§ **SUPPLIED DATA**:
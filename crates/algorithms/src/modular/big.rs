//! Prime-field arithmetic over arbitrary-precision moduli

use alloc::sync::Arc;

use core::fmt;
use core::hash::{Hash, Hasher};
use core::ops::{Add, Mul, Neg, Sub};

use num_bigint::{BigInt, BigUint, RandBigInt};
use num_integer::Integer as NumInteger;
use num_traits::{One, Zero};
use rand::RngCore;

use zring_api::error::{Error, Result};
use zring_api::traits::{Field, FiniteField, Ring};

use crate::bigint::{rendered, Integer};

/// Descriptor of the ring `Z/pZ` for an arbitrary-precision modulus
///
/// The modulus is shared behind an `Arc`, so cloning the descriptor (which
/// every element does) is cheap. For field semantics `p` should be prime;
/// a composite modulus still yields a well-defined ring, with inversion
/// failing exactly on the residues that share a factor with `p`.
#[derive(Debug, Clone, PartialEq, Eq)]
pub struct ModRing {
    modulus: Arc<BigUint>,
}

impl ModRing {
    /// Create a ring descriptor; the modulus must be greater than 1
    pub fn new(modulus: &Integer) -> Result<Self> {
        if modulus.0 <= BigInt::one() {
            return Err(Error::InvalidModulus {
                modulus: rendered(modulus),
            });
        }
        let magnitude = modulus.0.magnitude().clone();
        Ok(ModRing {
            modulus: Arc::new(magnitude),
        })
    }

    /// The modulus as a signed integer
    pub fn modulus(&self) -> Integer {
        Integer(BigInt::from((*self.modulus).clone()))
    }

    /// The modulus as an unsigned magnitude
    pub fn modulus_uint(&self) -> &BigUint {
        &self.modulus
    }

    /// Canonical residue of an arbitrary signed integer
    pub(crate) fn reduce_int(&self, value: &BigInt) -> BigUint {
        let p = BigInt::from((*self.modulus).clone());
        value
            .mod_floor(&p)
            .to_biguint()
            .expect("floor residue for a positive modulus is non-negative")
    }

    pub(crate) fn inv_uint(&self, a: &BigUint) -> Result<BigUint> {
        let a_int = BigInt::from(a.clone());
        let p_int = BigInt::from((*self.modulus).clone());
        // Both operands are non-negative, so the gcd comes out non-negative
        let eg = a_int.extended_gcd(&p_int);
        if !eg.gcd.is_one() {
            return Err(Error::InvMod {
                value: rendered(a),
                modulus: rendered(&self.modulus),
            });
        }
        Ok(self.reduce_int(&eg.x))
    }
}

impl Ring for ModRing {
    type Elem = BigUint;

    fn zero(&self) -> BigUint {
        BigUint::zero()
    }

    fn one(&self) -> BigUint {
        // The ring one; for the degenerate modulus this cannot occur since
        // construction requires p > 1
        BigUint::one()
    }

    fn is_zero(&self, a: &BigUint) -> bool {
        a.is_zero()
    }

    fn is_one(&self, a: &BigUint) -> bool {
        a.is_one()
    }

    fn add(&self, a: &BigUint, b: &BigUint) -> BigUint {
        let sum = a + b;
        if sum >= *self.modulus {
            sum - &*self.modulus
        } else {
            sum
        }
    }

    fn sub(&self, a: &BigUint, b: &BigUint) -> BigUint {
        if a >= b {
            a - b
        } else {
            a + &*self.modulus - b
        }
    }

    fn neg(&self, a: &BigUint) -> BigUint {
        if a.is_zero() {
            BigUint::zero()
        } else {
            &*self.modulus - a
        }
    }

    fn mul(&self, a: &BigUint, b: &BigUint) -> BigUint {
        (a * b) % &*self.modulus
    }

    fn from_i64(&self, n: i64) -> BigUint {
        self.reduce_int(&BigInt::from(n))
    }

    fn try_div(&self, a: &BigUint, b: &BigUint) -> Option<BigUint> {
        let inv = self.inv_uint(b).ok()?;
        Some(self.mul(a, &inv))
    }

    fn fmt_elem(&self, a: &BigUint, f: &mut fmt::Formatter<'_>) -> fmt::Result {
        write!(f, "{}", a)
    }
}

impl Field for ModRing {
    fn inv(&self, a: &BigUint) -> Result<BigUint> {
        self.inv_uint(a)
    }
}

impl FiniteField for ModRing {
    fn order(&self) -> BigUint {
        (*self.modulus).clone()
    }

    fn random_elem<G: RngCore + ?Sized>(&self, rng: &mut G) -> BigUint {
        rng.gen_biguint_below(&self.modulus)
    }
}

/// An element of `Z/pZ`: the canonical residue in `[0, p)` plus its ring
///
/// Equality and hashing use only the representative.
#[derive(Debug, Clone)]
pub struct ModInt {
    ring: ModRing,
    rep: BigUint,
}

impl ModInt {
    /// Construct under the thread-local modulus context
    ///
    /// Fails with [`Error::InvalidModulus`] if no modulus has been
    /// initialized on this thread.
    #[cfg(feature = "std")]
    pub fn new<T: Into<Integer>>(value: T) -> Result<Self> {
        let ring = crate::context::zp::current()?;
        Ok(Self::new_in(&ring, value))
    }

    /// Construct in an explicit ring, reducing into `[0, p)`
    pub fn new_in<T: Into<Integer>>(ring: &ModRing, value: T) -> Self {
        let value = value.into();
        let rep = ring.reduce_int(&value.0);
        ModInt {
            ring: ring.clone(),
            rep,
        }
    }

    /// The zero of a ring
    pub fn zero_in(ring: &ModRing) -> Self {
        ModInt {
            ring: ring.clone(),
            rep: BigUint::zero(),
        }
    }

    /// The one of a ring
    pub fn one_in(ring: &ModRing) -> Self {
        ModInt {
            ring: ring.clone(),
            rep: BigUint::one(),
        }
    }

    /// The canonical representative, in `[0, p)`
    pub fn rep(&self) -> Integer {
        Integer(BigInt::from(self.rep.clone()))
    }

    /// The representative as an unsigned magnitude
    pub fn rep_uint(&self) -> &BigUint {
        &self.rep
    }

    /// The ring this element belongs to
    pub fn ring(&self) -> &ModRing {
        &self.ring
    }

    /// The modulus of this element's ring
    pub fn modulus(&self) -> Integer {
        self.ring.modulus()
    }

    /// Whether the element is 0
    pub fn is_zero(&self) -> bool {
        self.rep.is_zero()
    }

    /// Whether the element is 1
    pub fn is_one(&self) -> bool {
        self.rep.is_one()
    }

    /// Multiplicative inverse via the extended Euclidean algorithm
    ///
    /// Fails with [`Error::InvMod`] carrying the representative and the
    /// modulus when `gcd(rep, p) != 1`.
    pub fn inv(&self) -> Result<ModInt> {
        let rep = self.ring.inv_uint(&self.rep)?;
        Ok(ModInt {
            ring: self.ring.clone(),
            rep,
        })
    }

    /// Division, defined as `self * inv(divisor)`; fails like [`inv`]
    ///
    /// [`inv`]: ModInt::inv
    pub fn div(&self, divisor: &ModInt) -> Result<ModInt> {
        self.same_ring_check(divisor, "division");
        Ok(self * &divisor.inv()?)
    }

    /// Raise to a signed power; a negative exponent inverts first
    pub fn pow(&self, exponent: i64) -> Result<ModInt> {
        let base = if exponent < 0 { self.inv()? } else { self.clone() };
        let e = BigUint::from(exponent.unsigned_abs());
        let rep = base.rep.modpow(&e, self.ring.modulus_uint());
        Ok(ModInt {
            ring: self.ring.clone(),
            rep,
        })
    }

    fn same_ring_check(&self, other: &ModInt, operation: &str) {
        if self.ring != other.ring {
            panic!(
                "{} is only defined for elements of the same ring: moduli {} and {}",
                operation,
                self.ring.modulus_uint(),
                other.ring.modulus_uint()
            );
        }
    }
}

impl PartialEq for ModInt {
    fn eq(&self, other: &Self) -> bool {
        self.rep == other.rep
    }
}

impl Eq for ModInt {}

impl Hash for ModInt {
    fn hash<H: Hasher>(&self, state: &mut H) {
        self.rep.hash(state);
    }
}

impl fmt::Display for ModInt {
    fn fmt(&self, f: &mut fmt::Formatter<'_>) -> fmt::Result {
        write!(f, "{}", self.rep)
    }
}

impl Add for &ModInt {
    type Output = ModInt;

    fn add(self, other: Self) -> ModInt {
        self.same_ring_check(other, "addition");
        ModInt {
            ring: self.ring.clone(),
            rep: self.ring.add(&self.rep, &other.rep),
        }
    }
}

impl Add for ModInt {
    type Output = ModInt;

    fn add(self, other: Self) -> ModInt {
        (&self).add(&other)
    }
}

impl Sub for &ModInt {
    type Output = ModInt;

    fn sub(self, other: Self) -> ModInt {
        self.same_ring_check(other, "subtraction");
        ModInt {
            ring: self.ring.clone(),
            rep: self.ring.sub(&self.rep, &other.rep),
        }
    }
}

impl Sub for ModInt {
    type Output = ModInt;

    fn sub(self, other: Self) -> ModInt {
        (&self).sub(&other)
    }
}

impl Mul for &ModInt {
    type Output = ModInt;

    fn mul(self, other: Self) -> ModInt {
        self.same_ring_check(other, "multiplication");
        ModInt {
            ring: self.ring.clone(),
            rep: self.ring.mul(&self.rep, &other.rep),
        }
    }
}

impl Mul for ModInt {
    type Output = ModInt;

    fn mul(self, other: Self) -> ModInt {
        (&self).mul(&other)
    }
}

impl Neg for &ModInt {
    type Output = ModInt;

    fn neg(self) -> ModInt {
        ModInt {
            ring: self.ring.clone(),
            rep: self.ring.neg(&self.rep),
        }
    }
}

impl Neg for ModInt {
    type Output = ModInt;

    fn neg(self) -> ModInt {
        (&self).neg()
    }
}
//! Concrete end-to-end scenarios pinning down the arithmetic contracts

use zring_algorithms::bigint::Integer;
use zring_algorithms::extension::{ExtElem, ExtRing};
use zring_algorithms::matrix::Gf2Matrix;
use zring_algorithms::modular::{ModInt, ModInt64, ModRing, ModRing64};
use zring_algorithms::numtheory;
use zring_algorithms::poly::{FiniteFieldPolyExt, Poly};
use zring_api::error::Error;
use zring_api::traits::Ring;
use zring_tests::{poly_mod, poly_zz, ring17, seeded_rng};

#[test]
fn five_times_ten_mod_seventeen() {
    let ring = ring17();
    let product = &ModInt::new_in(&ring, 5) * &ModInt::new_in(&ring, 10);
    assert_eq!(product.rep(), Integer::from(16));
}

#[test]
fn inverse_of_five_mod_seventeen() {
    let word = ModRing64::new(17).unwrap();
    let five = ModInt64::new_in(&word, 5);
    let inv = five.inv().unwrap();
    assert_eq!(inv.rep(), 7);
    assert_eq!((five * inv).rep(), 1);

    assert!(matches!(
        ModInt64::new_in(&word, 0).inv(),
        Err(Error::InvMod { .. })
    ));
}

#[test]
fn polynomial_division_scenario() {
    // (x^2 - 1) / (x + 1) = x - 1 over Z/17, remainder zero
    let ring = ring17();
    let f = poly_mod(&ring, &[-1, 0, 1]);
    let g = poly_mod(&ring, &[1, 1]);
    let (q, r) = f.divrem(&g).unwrap();
    assert_eq!(q, poly_mod(&ring, &[16, 1]));
    assert!(r.is_zero());
}

#[test]
fn gf2_irreducibility_scenario() {
    let gf2 = zring_algorithms::gf2::Gf2Ring;
    let f = Poly::from_coeffs(
        gf2,
        [1i64, 1, 1].iter().map(|&c| gf2.from_i64(c)).collect(),
    );
    assert!(f.is_irreducible().unwrap());

    // x^2 + 1 = (x + 1)^2 over GF(2)
    let g = Poly::from_coeffs(
        gf2,
        [1i64, 0, 1].iter().map(|&c| gf2.from_i64(c)).collect(),
    );
    assert!(!g.is_irreducible().unwrap());
    let x_plus_1 = Poly::from_coeffs(
        gf2,
        [1i64, 1].iter().map(|&c| gf2.from_i64(c)).collect(),
    );
    let square = &x_plus_1 * &x_plus_1;
    assert_eq!(square, g);
}

#[test]
fn cyclotomic_phi_four() {
    // Phi_4(x) = (x^4 - 1)/(x^2 - 1) = x^2 + 1, coefficients [1 0 1]
    let numerator = poly_zz(&[-1, 0, 0, 0, 1]);
    let denominator = poly_zz(&[-1, 0, 1]);
    let (phi4, rem) = numerator.divrem(&denominator).unwrap();
    assert!(rem.is_zero());
    assert_eq!(phi4, poly_zz(&[1, 0, 1]));
    assert_eq!(phi4.to_string(), "[1 0 1]");
}

#[test]
fn extension_field_round_trip() {
    // GF(7^2) via x^2 + 1; random nonzero elements invert cleanly
    let base = ModRing::new(&Integer::from(7)).unwrap();
    let modulus = poly_mod(&base, &[1, 0, 1]);
    let field = ExtRing::new(modulus).unwrap();

    let mut rng = seeded_rng(1);
    for _ in 0..50 {
        let rep = zring_algorithms::poly::random_poly(&mut rng, &base, 2);
        let elem = ExtElem::new_in(&field, rep);
        if elem.is_zero() {
            continue;
        }
        let inv = elem.inv().unwrap();
        assert!((&elem * &inv).is_one());
    }
}

#[test]
fn gauss_rank_scenario() {
    let mut m = Gf2Matrix::from_rows(&[
        &[1, 1, 0, 1],
        &[1, 0, 1, 0],
        &[0, 1, 1, 1],
        &[1, 1, 0, 1],
    ])
    .unwrap();
    // Rows 1 and 4 coincide and row3 = row1 + row2
    assert_eq!(m.rank(), 2);
    assert_eq!(m.gauss(), 2);

    let id = Gf2Matrix::identity(5);
    assert_eq!(id.rank(), 5);
}

#[test]
fn primality_scenarios() {
    let mut rng = seeded_rng(2);
    assert!(numtheory::is_prime(&mut rng, &Integer::from(17), 20));
    assert!(!numtheory::is_prime(&mut rng, &Integer::from(561), 20));

    let p = numtheory::next_prime(&mut rng, &Integer::from(1_000_000));
    assert_eq!(p, Integer::from(1_000_003));

    assert_eq!(
        numtheory::power_mod(&Integer::from(5), &Integer::from(-1), &Integer::from(17)).unwrap(),
        Integer::from(7)
    );
}

#[test]
fn display_conventions() {
    let ring = ring17();
    assert_eq!(poly_mod(&ring, &[1, 2, 3]).to_string(), "[1 2 3]");
    assert_eq!(Poly::new(ring).to_string(), "[0]");
}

§ **WHAT YOU HAVE TO DO**: Say how many lines in the entries include the word "unwrap", with no text around the number.

§ **COMPLETED EXERCISE**: 11